Task Description
- Receives as input the title of a English Wikipedia article.
- Retrieves the text of that article from the MediaWiki API. If using Python, consider using python-mwapi for this.
- Identifies individual sentences within that text, along with the corresponding section titles. If using Python, mwparserfromhell can help you work with wiki markup.
- Runs those sentences through the model to classify them.
- Outputs the sentences, one per line, sorted by score given by the model.
The model given runs on python 2 and the Wikimedia API only runs on python 3 because of this, the script can only be run using python 3.
When extract_and_classify.py
is run, it gives output a prediction score of each sentence.

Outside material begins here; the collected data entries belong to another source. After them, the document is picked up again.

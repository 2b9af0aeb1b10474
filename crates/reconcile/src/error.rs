//! Error types for reconciliation.
//!
//! Errors are categorized so the engine can tell a missing item (routed to
//! the create path) apart from auth, network and validation failures, which
//! must never be mistaken for absence.

use std::fmt;
use std::path::PathBuf;

/// Result type alias for reconciliation operations.
pub type Result<T> = std::result::Result<T, Error>;

/// Categories of reconciliation errors.
#[derive(Debug, Clone, Copy, PartialEq, Eq)]
pub enum ErrorCategory {
    /// The item does not exist in the store.
    NotFound,
    /// The store rejected the credentials.
    Auth,
    /// Connectivity or transport failure (transient, retryable).
    Network,
    /// The request itself was malformed (bad manifest, bad connection settings).
    Validation,
    /// The item graph cannot be applied as-is (e.g. flow without an entry operation).
    Conflict,
    /// Other/unknown errors.
    Other,
}

impl ErrorCategory {
    /// Whether this error category is typically transient and worth retrying.
    #[must_use]
    pub fn is_retryable(&self) -> bool {
        matches!(self, Self::Network)
    }

    /// Get a user-friendly description of this error category.
    #[must_use]
    pub fn description(&self) -> &'static str {
        match self {
            Self::NotFound => "Item not found",
            Self::Auth => "Authentication failed",
            Self::Network => "Network connectivity issue",
            Self::Validation => "Invalid request",
            Self::Conflict => "Item cannot be applied",
            Self::Other => "Unexpected error",
        }
    }

    /// Get actionable advice for resolving this error category.
    #[must_use]
    pub fn advice(&self) -> &'static str {
        match self {
            Self::NotFound => "Check the selection ids against the source instance",
            Self::Auth => "Check the static token configured for this instance",
            Self::Network => "Check the instance URL and your network connection",
            Self::Validation => "Check the manifest file or connection settings",
            Self::Conflict => "Fix the flow's operation graph on the source instance",
            Self::Other => "Check the error details for more information",
        }
    }
}

impl fmt::Display for ErrorCategory {
    fn fmt(&self, f: &mut fmt::Formatter<'_>) -> fmt::Result {
        write!(f, "{}", self.description())
    }
}

/// Errors that can occur while reading, comparing or applying configuration.
#[derive(Debug, thiserror::Error)]
pub enum Error {
    /// The requested item does not exist.
    #[error("not found: {0}")]
    NotFound(String),

    /// The store rejected the token.
    #[error("unauthorized: {0}")]
    Unauthorized(String),

    /// HTTP request failed.
    #[error("HTTP request failed: {message}")]
    Http {
        /// Error message, taken from the response body when available.
        message: String,
        /// HTTP status code if available.
        status: Option<u16>,
    },

    /// Response body could not be decoded.
    #[error("invalid response: {0}")]
    InvalidResponse(String),

    /// Request validation failed before any work was done.
    #[error("invalid request: {0}")]
    InvalidRequest(String),

    /// The store refused a write.
    #[error("{0}")]
    Rejected(String),

    /// A flow's operations have no single entry point.
    #[error("flow {flow} has no unique entry operation ({} candidates: {})", .candidates.len(), .candidates.join(", "))]
    NoUniqueEntry {
        /// Flow id.
        flow: String,
        /// Operations with no incoming resolve/reject reference.
        candidates: Vec<String>,
    },

    /// An operation points at an operation that is not part of the flow.
    #[error("operation {operation} {via}s to unknown operation {target}")]
    DanglingReference {
        /// Referencing operation id.
        operation: String,
        /// `resolve` or `reject`.
        via: &'static str,
        /// Missing target id.
        target: String,
    },

    /// Manifest file I/O.
    #[error("failed to access {}: {source}", .path.display())]
    Io {
        /// File path.
        path: PathBuf,
        /// Underlying error.
        #[source]
        source: std::io::Error,
    },
}

impl Error {
    /// Get the category of this error.
    #[must_use]
    pub fn category(&self) -> ErrorCategory {
        match self {
            Self::NotFound(_) => ErrorCategory::NotFound,
            Self::Unauthorized(_) => ErrorCategory::Auth,
            Self::Http { status, .. } => match status {
                None => ErrorCategory::Network,
                Some(code) if *code >= 500 => ErrorCategory::Network,
                Some(_) => ErrorCategory::Other,
            },
            Self::InvalidRequest(_) => ErrorCategory::Validation,
            Self::NoUniqueEntry { .. } | Self::DanglingReference { .. } => ErrorCategory::Conflict,
            Self::InvalidResponse(_) | Self::Rejected(_) | Self::Io { .. } => ErrorCategory::Other,
        }
    }

    /// Whether this error means the item is absent.
    #[must_use]
    pub fn is_not_found(&self) -> bool {
        self.category() == ErrorCategory::NotFound
    }

    /// Whether this error is typically transient and worth retrying.
    #[must_use]
    pub fn is_retryable(&self) -> bool {
        self.category().is_retryable()
    }
}

impl From<ureq::Error> for Error {
    fn from(err: ureq::Error) -> Self {
        match err {
            ureq::Error::StatusCode(code) => Self::Http {
                message: format!("HTTP {code}"),
                status: Some(code),
            },
            other => Self::Http {
                message: other.to_string(),
                status: None,
            },
        }
    }
}

impl From<serde_json::Error> for Error {
    fn from(err: serde_json::Error) -> Self {
        Self::InvalidResponse(err.to_string())
    }
}

#[cfg(test)]
mod tests {
    use super::*;

    #[test]
    fn test_not_found_category() {
        let err = Error::NotFound("collections/articles".into());
        assert!(err.is_not_found());
        assert!(!err.is_retryable());
    }

    #[test]
    fn test_http_categories() {
        let transport = Error::Http {
            message: "connection refused".into(),
            status: None,
        };
        assert_eq!(transport.category(), ErrorCategory::Network);
        assert!(transport.is_retryable());

        let server = Error::Http {
            message: "bad gateway".into(),
            status: Some(502),
        };
        assert!(server.is_retryable());

        let client = Error::Http {
            message: "bad payload".into(),
            status: Some(400),
        };
        assert_eq!(client.category(), ErrorCategory::Other);
        assert!(!client.is_not_found());
    }

    #[test]
    fn test_auth_is_not_absence() {
        let err = Error::Unauthorized("invalid token".into());
        assert_eq!(err.category(), ErrorCategory::Auth);
        assert!(!err.is_not_found());
    }

    #[test]
    fn test_no_unique_entry_message() {
        let err = Error::NoUniqueEntry {
            flow: "f1".into(),
            candidates: vec!["a".into(), "b".into()],
        };
        assert_eq!(
            err.to_string(),
            "flow f1 has no unique entry operation (2 candidates: a, b)"
        );
        assert_eq!(err.category(), ErrorCategory::Conflict);
    }

    #[test]
    fn test_dangling_reference_message() {
        let err = Error::DanglingReference {
            operation: "a".into(),
            via: "resolve",
            target: "zz".into(),
        };
        assert_eq!(err.to_string(), "operation a resolves to unknown operation zz");
    }

    #[test]
    fn test_from_ureq_status() {
        let err: Error = ureq::Error::StatusCode(404).into();
        match err {
            Error::Http { status, .. } => assert_eq!(status, Some(404)),
            other => panic!("unexpected error: {other:?}"),
        }
    }

    #[test]
    fn test_category_advice() {
        assert!(!ErrorCategory::Network.advice().is_empty());
        assert_eq!(ErrorCategory::Auth.to_string(), "Authentication failed");
    }
}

To run this app, you need to have python 3 installed and create virtual environment using virtualenv env
- activate virtual environment using
source env/bin/activate
- Install necessary libraries using
pip install -r requirements.txt
-
run the script, you can use the following command:
python extract_and_classify.py -m models/fa_en_model_rnn_attention_section.h5 -v embeddings/word_dict.pck -s embeddings/section_dict.pck -o output_folder
The script output the following:
- "title", i.e the title of the sentence to be classified
- "statement", i.e. the text of the sentence to be classified
- "prediction", i.e. the prediction is the prediction score
Keys:
- '-o', '--out_dir', is the output directory where the result is stored
- '-m', '--model', is the path to the model which is used for classifying the statements.
- '-v', '--vocab', is the path to the vocabulary which is used for classifying the statements.
- '-s', '--sections', is the path to the vocabulary of section with which the model was trained on.
System Requirements
There are some requirements for this script to run smoothly. Below are the versions which they'd need to have in order to run this script.
Python 3
- mwapi==0.5.1
- pandas==0.23.0
- nltk==3.3
- keras==2.1.5
- tensorflow==1.7.0
- sklearn==0.18.1